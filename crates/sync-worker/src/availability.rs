//! Read-through availability cache
//!
//! Entries are keyed by provider, library system, provider item and format.
//! Misses are fetched from the provider in one bulk call and written back
//! with a TTL. Cache failures degrade to provider calls.

use chrono::{DateTime, Utc};
use serde::{Deserialize, Serialize};
use shelfsync_common::cache::{keys, CacheBackend};
use shelfsync_common::catalog::{CatalogProvider, Format, ProviderAvailability};
use shelfsync_common::errors::Result;
use shelfsync_common::metrics;
use std::collections::{BTreeSet, HashMap};
use std::sync::Arc;
use std::time::{Duration, Instant};
use tracing::{debug, warn};

/// Availability plus the time it was fetched from the provider
#[derive(Debug, Clone, PartialEq, Serialize, Deserialize)]
pub struct CachedAvailability {
    pub availability: ProviderAvailability,
    pub last_checked_at: DateTime<Utc>,
}

pub type AvailabilityMap = HashMap<(String, Format), CachedAvailability>;

pub struct AvailabilityCache {
    provider: Arc<dyn CatalogProvider>,
    backend: Option<Arc<dyn CacheBackend>>,
    ttl: Duration,
}

impl AvailabilityCache {
    pub fn new(
        provider: Arc<dyn CatalogProvider>,
        backend: Option<Arc<dyn CacheBackend>>,
        ttl: Duration,
    ) -> Self {
        Self { provider, backend, ttl }
    }

    fn key(&self, library_system: &str, provider_item_id: &str, format: Format) -> String {
        keys::availability(self.provider.name(), library_system, provider_item_id, format.as_str())
    }

    /// Availability for every requested `(provider_item_id, format)` pair
    pub async fn get_availability(
        &self,
        library_system: &str,
        provider_item_ids: &[String],
        formats: &[Format],
    ) -> Result<AvailabilityMap> {
        let ids: BTreeSet<&str> = provider_item_ids.iter().map(String::as_str).collect();
        let wanted: Vec<(&str, Format)> = ids
            .iter()
            .flat_map(|id| formats.iter().map(move |f| (*id, *f)))
            .collect();

        let mut out = AvailabilityMap::with_capacity(wanted.len());
        if wanted.is_empty() {
            return Ok(out);
        }

        let mut missing: BTreeSet<&str> = BTreeSet::new();
        self.read_cached(library_system, &wanted, &mut out, &mut missing).await;

        let hits = out.len();
        let misses = wanted.len() - hits;
        let cache_name = self.backend.as_ref().map_or("none", |b| b.name());
        metrics::record_cache(hits, misses, cache_name);

        if missing.is_empty() {
            debug!(hits, "Availability served from cache");
            return Ok(out);
        }

        let missing_ids: Vec<String> = missing.iter().map(|id| id.to_string()).collect();
        let start = Instant::now();
        let fetched = self.provider.availability_bulk(&missing_ids).await;
        metrics::record_provider_call(
            self.provider.name(),
            "availability",
            start.elapsed().as_secs_f64(),
            fetched.is_ok(),
        );
        let fetched = fetched?;
        let checked_at = Utc::now();

        let mut fresh: Vec<((String, Format), CachedAvailability)> = Vec::new();
        for availability in fetched {
            let requested = missing.contains(availability.provider_item_id.as_str())
                && formats.contains(&availability.format);
            if !requested {
                continue;
            }
            let key = (availability.provider_item_id.clone(), availability.format);
            fresh.push((key, CachedAvailability { availability, last_checked_at: checked_at }));
        }

        for id in &missing {
            for format in formats {
                let pair = (id.to_string(), *format);
                if fresh.iter().any(|(k, _)| *k == pair) {
                    continue;
                }
                let availability =
                    ProviderAvailability::not_owned(self.provider.name(), id, *format);
                fresh.push((
                    pair,
                    CachedAvailability {
                        availability,
                        last_checked_at: checked_at,
                    },
                ));
            }
        }

        self.write_back(library_system, &fresh).await;

        debug!(
            hits,
            misses,
            fetched = fresh.len(),
            "Availability refreshed from provider"
        );

        out.extend(fresh);
        Ok(out)
    }

    async fn read_cached<'a>(
        &self,
        library_system: &str,
        wanted: &[(&'a str, Format)],
        out: &mut AvailabilityMap,
        missing: &mut BTreeSet<&'a str>,
    ) {
        let Some(backend) = &self.backend else {
            missing.extend(wanted.iter().map(|(id, _)| *id));
            return;
        };

        let cache_keys: Vec<String> = wanted
            .iter()
            .map(|(id, format)| self.key(library_system, id, *format))
            .collect();

        let values = match backend.get_many(&cache_keys).await {
            Ok(values) if values.len() == wanted.len() => values,
            Ok(values) => {
                warn!(
                    expected = wanted.len(),
                    got = values.len(),
                    "Cache returned misaligned results"
                );
                vec![None; wanted.len()]
            }
            Err(e) => {
                warn!(
                    error = %e,
                    cache = backend.name(),
                    "Availability cache read failed, using provider"
                );
                vec![None; wanted.len()]
            }
        };

        for ((id, format), raw) in wanted.iter().zip(values) {
            let Some(raw) = raw else {
                missing.insert(id);
                continue;
            };
            match serde_json::from_str::<CachedAvailability>(&raw) {
                Ok(entry) => {
                    out.insert((id.to_string(), *format), entry);
                }
                Err(e) => {
                    warn!(
                        provider_item_id = %id,
                        format = %format,
                        error = %e,
                        "Discarding undecodable cache entry"
                    );
                    missing.insert(id);
                }
            }
        }
    }

    async fn write_back(
        &self,
        library_system: &str,
        fresh: &[((String, Format), CachedAvailability)],
    ) {
        let Some(backend) = &self.backend else {
            return;
        };

        let mut entries = Vec::with_capacity(fresh.len());
        for ((id, format), entry) in fresh {
            match serde_json::to_string(entry) {
                Ok(json) => entries.push((self.key(library_system, id, *format), json)),
                Err(e) => {
                    warn!(provider_item_id = %id, error = %e, "Failed to encode availability")
                }
            }
        }

        if let Err(e) = backend.set_many(&entries, self.ttl).await {
            warn!(error = %e, cache = backend.name(), "Availability cache write failed");
        }
    }
}
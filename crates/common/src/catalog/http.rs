//! Generic JSON-over-HTTP catalog integration
//!
//! - `GET {base}/search?title=..&author=..&isbn10=..&isbn13=..&limit=..`
//!   returns `{"items": [ProviderBook]}`
//! - `POST {base}/availability` with `{"provider_item_ids": [..]}`
//!   returns `{"items": [ProviderAvailability]}`

use super::types::{ProviderAvailability, ProviderBook, SearchQuery};
use super::CatalogProvider;
use crate::errors::{AppError, Result};
use crate::metrics;
use async_trait::async_trait;
use backoff::{future::retry, ExponentialBackoff};
use serde::{de::DeserializeOwned, Deserialize, Serialize};
use std::sync::atomic::{AtomicU32, Ordering};
use std::time::{Duration, Instant};
use tracing::{debug, warn};

const PROVIDER_NAME: &str = "http";

#[derive(Deserialize)]
struct ItemsResponse<T> {
    items: Vec<T>,
}

#[derive(Serialize)]
struct AvailabilityRequest<'a> {
    provider_item_ids: &'a [String],
}

/// Catalog provider speaking the generic JSON protocol
pub struct HttpCatalogProvider {
    client: reqwest::Client,
    base_url: String,
    api_key: Option<String>,
    timeout: Duration,
    max_retries: u32,
}

impl HttpCatalogProvider {
    pub fn new(
        base_url: String,
        api_key: Option<String>,
        timeout: Duration,
        max_retries: u32,
    ) -> Result<Self> {
        let client = reqwest::Client::builder()
            .timeout(timeout)
            .build()
            .map_err(|e| AppError::Configuration {
                message: format!("Failed to create HTTP client: {}", e),
            })?;

        Ok(Self {
            client,
            base_url: base_url.trim_end_matches('/').to_string(),
            api_key,
            timeout,
            max_retries,
        })
    }

    fn url(&self, path: &str) -> String {
        format!("{}/{}", self.base_url, path)
    }

    fn search_params(query: &SearchQuery) -> Vec<(&'static str, String)> {
        let mut params = Vec::new();
        if let Some(title) = &query.title {
            params.push(("title", title.clone()));
        }
        if let Some(author) = &query.author {
            params.push(("author", author.clone()));
        }
        if let Some(isbn10) = &query.isbn10 {
            params.push(("isbn10", isbn10.clone()));
        }
        if let Some(isbn13) = &query.isbn13 {
            params.push(("isbn13", isbn13.clone()));
        }
        params.push(("limit", query.limit.to_string()));
        params
    }

    fn authorize(&self, request: reqwest::RequestBuilder) -> reqwest::RequestBuilder {
        match &self.api_key {
            Some(key) => request.bearer_auth(key),
            None => request,
        }
    }

    /// Send a request, retrying transient failures with exponential backoff
    async fn send_with_retry<T, F>(&self, operation: &'static str, build: F) -> Result<T>
    where
        T: DeserializeOwned,
        F: Fn() -> reqwest::RequestBuilder,
    {
        let attempts = AtomicU32::new(0);
        let start = Instant::now();
        let policy = ExponentialBackoff {
            initial_interval: Duration::from_millis(200),
            max_elapsed_time: Some(self.timeout * (self.max_retries + 1)),
            ..ExponentialBackoff::default()
        };

        let result = retry(policy, || {
            let attempt = attempts.fetch_add(1, Ordering::SeqCst) + 1;
            let request = build();
            async move { self.classify(operation, attempt, self.send_once::<T>(request).await) }
        })
        .await;

        let elapsed = start.elapsed().as_secs_f64();
        metrics::record_provider_call(PROVIDER_NAME, operation, elapsed, result.is_ok());
        result
    }

    fn classify<T>(
        &self,
        operation: &'static str,
        attempt: u32,
        result: Result<T>,
    ) -> std::result::Result<T, backoff::Error<AppError>> {
        match result {
            Ok(value) => Ok(value),
            Err(e) if e.is_transient() && attempt <= self.max_retries => {
                warn!(
                    operation,
                    attempt,
                    max_retries = self.max_retries,
                    error = %e,
                    "Catalog request failed, retrying"
                );
                Err(backoff::Error::transient(e))
            }
            Err(e) => Err(backoff::Error::permanent(e)),
        }
    }

    async fn send_once<T: DeserializeOwned>(&self, request: reqwest::RequestBuilder) -> Result<T> {
        let response = self.authorize(request).send().await.map_err(|e| {
            if e.is_timeout() {
                AppError::ProviderTimeout {
                    provider: PROVIDER_NAME.to_string(),
                    timeout_ms: self.timeout.as_millis() as u64,
                }
            } else {
                AppError::HttpClient(e)
            }
        })?;

        let status = response.status();
        if status.is_server_error() || status == reqwest::StatusCode::TOO_MANY_REQUESTS {
            // Retryable statuses keep the reqwest error so `is_transient` sees them
            response.error_for_status_ref().map_err(AppError::HttpClient)?;
        }
        if !status.is_success() {
            let body = response.text().await.unwrap_or_default();
            return Err(AppError::Provider {
                provider: PROVIDER_NAME.to_string(),
                message: format!("API error {}: {}", status, body),
            });
        }

        response.json::<T>().await.map_err(|e| AppError::Provider {
            provider: PROVIDER_NAME.to_string(),
            message: format!("Failed to parse response: {}", e),
        })
    }
}

#[async_trait]
impl CatalogProvider for HttpCatalogProvider {
    fn name(&self) -> &str {
        PROVIDER_NAME
    }

    async fn search(&self, query: &SearchQuery) -> Result<Vec<ProviderBook>> {
        let url = self.url("search");
        let params = Self::search_params(query);

        let response: ItemsResponse<ProviderBook> = self
            .send_with_retry("search", || self.client.get(&url).query(&params))
            .await?;

        debug!(count = response.items.len(), "Catalog search completed");
        let mut items = response.items;
        items.truncate(query.limit);
        for item in &mut items {
            item.provider = PROVIDER_NAME.to_string();
        }
        Ok(items)
    }

    async fn availability_bulk(
        &self,
        provider_item_ids: &[String],
    ) -> Result<Vec<ProviderAvailability>> {
        if provider_item_ids.is_empty() {
            return Ok(Vec::new());
        }

        let url = self.url("availability");
        let body = AvailabilityRequest { provider_item_ids };

        let response: ItemsResponse<ProviderAvailability> = self
            .send_with_retry("availability", || self.client.post(&url).json(&body))
            .await?;

        debug!(
            requested = provider_item_ids.len(),
            returned = response.items.len(),
            "Catalog availability completed"
        );
        let mut items = response.items;
        for item in &mut items {
            item.provider = PROVIDER_NAME.to_string();
        }
        Ok(items)
    }
}
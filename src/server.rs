//! Listening socket and per-connection task spawning shared by the HTTP and
//! ndt7 servers.

use std::future::Future;
use std::io;
use std::net::SocketAddr;
use std::pin::Pin;
use std::task::{Context, Poll};

use tokio::io::{AsyncRead, AsyncWrite, ReadBuf};
use tokio::net::{TcpListener, TcpStream};
use tokio_rustls::TlsAcceptor;
use tokio_rustls::server::TlsStream;
use tokio_util::sync::CancellationToken;
use tracing::{debug, info, warn};

use crate::error::Result;

/// An accepted connection, cleartext or TLS.
pub enum Conn {
    /// Cleartext TCP.
    Plain(TcpStream),
    /// TLS over TCP, handshake completed.
    Tls(Box<TlsStream<TcpStream>>),
}

impl Conn {
    /// ALPN identifier agreed during the handshake.
    pub fn alpn(&self) -> Option<String> {
        match self {
            Conn::Plain(_) => None,
            Conn::Tls(s) => s
                .get_ref()
                .1
                .alpn_protocol()
                .map(|p| String::from_utf8_lossy(p).into_owned()),
        }
    }
}

impl AsyncRead for Conn {
    fn poll_read(
        self: Pin<&mut Self>,
        cx: &mut Context<'_>,
        buf: &mut ReadBuf<'_>,
    ) -> Poll<io::Result<()>> {
        match self.get_mut() {
            Conn::Plain(s) => Pin::new(s).poll_read(cx, buf),
            Conn::Tls(s) => Pin::new(s.as_mut()).poll_read(cx, buf),
        }
    }
}

impl AsyncWrite for Conn {
    fn poll_write(
        self: Pin<&mut Self>,
        cx: &mut Context<'_>,
        buf: &[u8],
    ) -> Poll<io::Result<usize>> {
        match self.get_mut() {
            Conn::Plain(s) => Pin::new(s).poll_write(cx, buf),
            Conn::Tls(s) => Pin::new(s.as_mut()).poll_write(cx, buf),
        }
    }

    fn poll_write_vectored(
        self: Pin<&mut Self>,
        cx: &mut Context<'_>,
        bufs: &[io::IoSlice<'_>],
    ) -> Poll<io::Result<usize>> {
        match self.get_mut() {
            Conn::Plain(s) => Pin::new(s).poll_write_vectored(cx, bufs),
            Conn::Tls(s) => Pin::new(s.as_mut()).poll_write_vectored(cx, bufs),
        }
    }

    fn is_write_vectored(&self) -> bool {
        match self {
            Conn::Plain(s) => s.is_write_vectored(),
            Conn::Tls(s) => s.is_write_vectored(),
        }
    }

    fn poll_flush(self: Pin<&mut Self>, cx: &mut Context<'_>) -> Poll<io::Result<()>> {
        match self.get_mut() {
            Conn::Plain(s) => Pin::new(s).poll_flush(cx),
            Conn::Tls(s) => Pin::new(s.as_mut()).poll_flush(cx),
        }
    }

    fn poll_shutdown(self: Pin<&mut Self>, cx: &mut Context<'_>) -> Poll<io::Result<()>> {
        match self.get_mut() {
            Conn::Plain(s) => Pin::new(s).poll_shutdown(cx),
            Conn::Tls(s) => Pin::new(s.as_mut()).poll_shutdown(cx),
        }
    }
}

/// Addresses and negotiated protocol of an accepted connection.
#[derive(Debug, Clone, PartialEq, Eq)]
pub struct ConnInfo {
    /// Remote address.
    pub peer: SocketAddr,
    /// Local address.
    pub local: Option<SocketAddr>,
    /// Negotiated ALPN identifier, TLS only.
    pub alpn: Option<String>,
}

/// Bound TCP listener with optional TLS.
pub struct Listener {
    tcp: TcpListener,
    tls: Option<TlsAcceptor>,
}

impl Listener {
    /// Bind `addr`. With `tls`, every connection is TLS-handshaken before use.
    pub async fn bind(addr: SocketAddr, tls: Option<TlsAcceptor>) -> Result<Self> {
        let tcp = TcpListener::bind(addr).await?;
        Ok(Listener { tcp, tls })
    }

    /// Address actually bound, useful after binding port 0.
    pub fn local_addr(&self) -> io::Result<SocketAddr> {
        self.tcp.local_addr()
    }

    /// Whether connections are TLS.
    pub fn is_tls(&self) -> bool {
        self.tls.is_some()
    }

    /// Accept connections until `cancel` fires, running `handle` on each in
    /// its own task. A failing connection never affects the others.
    pub async fn serve<F, Fut>(self, cancel: CancellationToken, handle: F) -> Result<()>
    where
        F: Fn(Conn, ConnInfo, CancellationToken) -> Fut + Clone + Send + 'static,
        Fut: Future<Output = ()> + Send + 'static,
    {
        let addr = self.tcp.local_addr()?;
        info!(%addr, tls = self.tls.is_some(), "serving");
        loop {
            let (tcp, peer) = tokio::select! {
                _ = cancel.cancelled() => break,
                accepted = self.tcp.accept() => match accepted {
                    Ok(v) => v,
                    Err(e) => {
                        warn!(error = %e, "accept error");
                        continue;
                    }
                },
            };
            let _ = tcp.set_nodelay(true);
            let local = tcp.local_addr().ok();
            let tls = self.tls.clone();
            let handle = handle.clone();
            let cancel = cancel.clone();

            tokio::spawn(async move {
                debug!(%peer, "connection");
                let conn = match tls {
                    None => Conn::Plain(tcp),
                    Some(acceptor) => {
                        let accepted = tokio::select! {
                            _ = cancel.cancelled() => return,
                            accepted = acceptor.accept(tcp) => accepted,
                        };
                        match accepted {
                            Ok(s) => Conn::Tls(Box::new(s)),
                            Err(e) => {
                                warn!(%peer, error = %e, "TLS handshake error");
                                return;
                            }
                        }
                    }
                };
                let info = ConnInfo {
                    peer,
                    local,
                    alpn: conn.alpn(),
                };
                handle(conn, info, cancel).await;
            });
        }
        info!(%addr, "stopped accepting connections");
        Ok(())
    }
}
//! TLS material loading and rustls configuration.
//!
//! Every config is built with an explicit aws-lc-rs provider so the crate
//! never depends on a process-wide default.

use std::io::BufReader;
use std::path::Path;
use std::sync::Arc;

use rustls::crypto::CryptoProvider;
use rustls::pki_types::{CertificateDer, PrivateKeyDer};
use rustls::{ClientConfig, RootCertStore, ServerConfig};
use rustls_pemfile::{certs, private_key};
use tokio_rustls::TlsAcceptor;

use crate::config::TlsFiles;
use crate::error::{PerfError, Result};

fn provider() -> Arc<CryptoProvider> {
    Arc::new(rustls::crypto::aws_lc_rs::default_provider())
}

/// Load certificates from a PEM file
pub fn load_certs(path: &Path) -> Result<Vec<CertificateDer<'static>>> {
    let file = std::fs::File::open(path)?;
    let mut reader = BufReader::new(file);
    let certs: Vec<CertificateDer<'static>> = certs(&mut reader).collect::<std::io::Result<_>>()?;
    if certs.is_empty() {
        return Err(PerfError::Config(format!(
            "no certificates found in {}",
            path.display()
        )));
    }
    Ok(certs)
}

/// Load private key from a PEM file
pub fn load_private_key(path: &Path) -> Result<PrivateKeyDer<'static>> {
    let file = std::fs::File::open(path)?;
    let mut reader = BufReader::new(file);
    private_key(&mut reader)?
        .ok_or_else(|| PerfError::Config(format!("no private key found in {}", path.display())))
}

/// Server config presenting `files` and offering `alpn` in preference order.
pub fn server_config(files: &TlsFiles, alpn: Vec<Vec<u8>>) -> Result<ServerConfig> {
    let certs = load_certs(&files.cert)?;
    let key = load_private_key(&files.key)?;
    let mut config = ServerConfig::builder_with_provider(provider())
        .with_safe_default_protocol_versions()?
        .with_no_client_auth()
        .with_single_cert(certs, key)?;
    config.alpn_protocols = alpn;
    Ok(config)
}

/// Acceptor for [`server_config`].
pub fn acceptor(files: &TlsFiles, alpn: Vec<Vec<u8>>) -> Result<TlsAcceptor> {
    Ok(TlsAcceptor::from(Arc::new(server_config(files, alpn)?)))
}

/// Client config trusting `ca` if given, the public web roots otherwise.
pub fn client_config(ca: Option<&Path>, alpn: Vec<Vec<u8>>) -> Result<ClientConfig> {
    let root_store = match ca {
        Some(path) => {
            let mut store = RootCertStore::empty();
            for cert in load_certs(path)? {
                store.add(cert)?;
            }
            store
        }
        None => RootCertStore::from_iter(webpki_roots::TLS_SERVER_ROOTS.iter().cloned()),
    };
    let mut config = ClientConfig::builder_with_provider(provider())
        .with_safe_default_protocol_versions()?
        .with_root_certificates(root_store)
        .with_no_client_auth();
    config.alpn_protocols = alpn;
    Ok(config)
}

☆ ☆ ☆ ☆ ☆

Problem to work on ▸
Return every line holding the word "CancellationToken" from the records.

Answer area ▸
use tokio_util::sync::CancellationToken;
    pub async fn serve<F, Fut>(self, cancel: CancellationToken, handle: F) -> Result<()>
        F: Fn(Conn, ConnInfo, CancellationToken) -> Fut + Clone + Send + 'static,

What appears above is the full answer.